На обед был гороховый суп – как обычно, из пивного гороха. Это специальный сорт гороха, который подается в доброе время к пиву. Сколько ни вари этот горох, он не разваривается и навару не дает. Он сам по себе, а суп сам по себе.

«Дорогая мама! У меня все в порядке. Я нахожусь сейчас на учебе, чтобы потом лучше бить немецко-фашистских захватчиков. Учимся очень напряженно, и времени остается мало. Как ты живешь? Как себя чувствует бабушка? Интересно, что пишет Паша Замков? Узнай у тети Шуры. Есть ли письма от отца? Я забыл номер его полевой почты, пришли мне, пожалуйста, я ему напишу.

Обо мне не беспокойся. Целую тебя и бабушку.

Твой сын Алеша».

Как-то под вечер старшина Богун привел незнакомого бойца. Боец был постарше их, и привлекала в нем особенная не то чтобы лихость, а уверенность и естественная красота движений, свойственная людям, уже по-настоящему знающим армию, службу, чувствующим себя во всем этом как рыба в воде. Шинель на нем была необычная, табачного цвета, перетянута широким кожаным ремнем, а не брезентовым поясом, как у них, на ногах хоть какие, а сапоги – у них у всех были ботинки, – шапка в меру сдвинута на правую бровь, а на левом плече, не мешая, висит полупустой вещмешок. И чувствовал Алеша, что был он из той, другой, далекой от них, настоящей жизни, где была война, где были не запасные, а боевые, лихие полки и где была, наконец, не третья, а первая, черт возьми, фронтовая норма питания.

– Вот здесь, – сказал старшина Богун, – устраивайся. Вот здесь место есть на нарах.

– Порядок.

Он бросил вещмешок на нары, в голова, скинул шинель, стянул сапоги. Портянки у него так ловко были подвернуты, что не спадали, и он в них, как в носках, прошел к печке, опустился на корточки, взял охапку шуршащего камыша и, ломая, запихал в печку, сказав при этом: «Шумел камыш, деревья гнулись!» – потом повернулся к ним.

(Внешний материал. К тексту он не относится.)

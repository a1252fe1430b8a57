use std::convert::Infallible;

use serde_json::json;
use warp::{
    body::BodyDeserializeError,
    http::StatusCode,
    reject::{
        InvalidHeader, InvalidQuery, LengthRequired, MethodNotAllowed, MissingHeader,
        PayloadTooLarge, UnsupportedMediaType,
    },
    reply::Response,
    Rejection,
};

use super::responses::{error_response, json_response};
use crate::error::ApiError;

fn detail(status: StatusCode, message: String) -> Response {
    json_response(&json!({ "detail": message }), status)
}

/// Turns any rejection into a JSON response.
pub async fn handle_rejection(err: Rejection) -> Result<Response, Infallible> {
    if let Some(e) = err.find::<ApiError>() {
        return Ok(error_response(e));
    }

    let response = if err.is_not_found() {
        error_response(&ApiError::NotFound)
    } else if let Some(e) = err.find::<BodyDeserializeError>() {
        detail(StatusCode::BAD_REQUEST, format!("JSON parse error - {e}"))
    } else if let Some(e) = err.find::<InvalidQuery>() {
        detail(StatusCode::BAD_REQUEST, e.to_string())
    } else if let Some(e) = err.find::<InvalidHeader>() {
        detail(StatusCode::BAD_REQUEST, e.to_string())
    } else if let Some(e) = err.find::<MissingHeader>() {
        detail(StatusCode::BAD_REQUEST, e.to_string())
    } else if err.find::<MethodNotAllowed>().is_some() {
        detail(
            StatusCode::METHOD_NOT_ALLOWED,
            String::from("Method not allowed."),
        )
    } else if err.find::<PayloadTooLarge>().is_some() {
        detail(
            StatusCode::PAYLOAD_TOO_LARGE,
            String::from("Request body is too large."),
        )
    } else if err.find::<LengthRequired>().is_some() {
        detail(
            StatusCode::LENGTH_REQUIRED,
            String::from("A content-length header is required."),
        )
    } else if err.find::<UnsupportedMediaType>().is_some() {
        detail(
            StatusCode::UNSUPPORTED_MEDIA_TYPE,
            String::from("Unsupported media type in request."),
        )
    } else {
        error_response(&ApiError::Internal(format!("Unhandled rejection: {err:?}")))
    };

    Ok(response)
}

– Новости слыхали? Немец под Сталинградом накрылся! И форма новая вводится – погоны. Слыхали?

Принесли ужин. Полк был большой, помещение столовой было занято под жилье, и ели прямо в казармах, пристроясь кто где, на нижних и верхних нарах. До кухни было далеко, и, чтобы всем не ходить, еду носили в бачках на десять человек и разливали уже на месте по котелкам.

Принесли суп. Новенький засмеялся:

– Всякое видел, а такого нет. Суп на ужин! Надо же!

Командир отделения Лепиков взял половник, именуемый «разводящим», зачерпнул со дна, налил себе, отрезал толстый ломоть от общей полбуханки, остальное отодвинул от себя.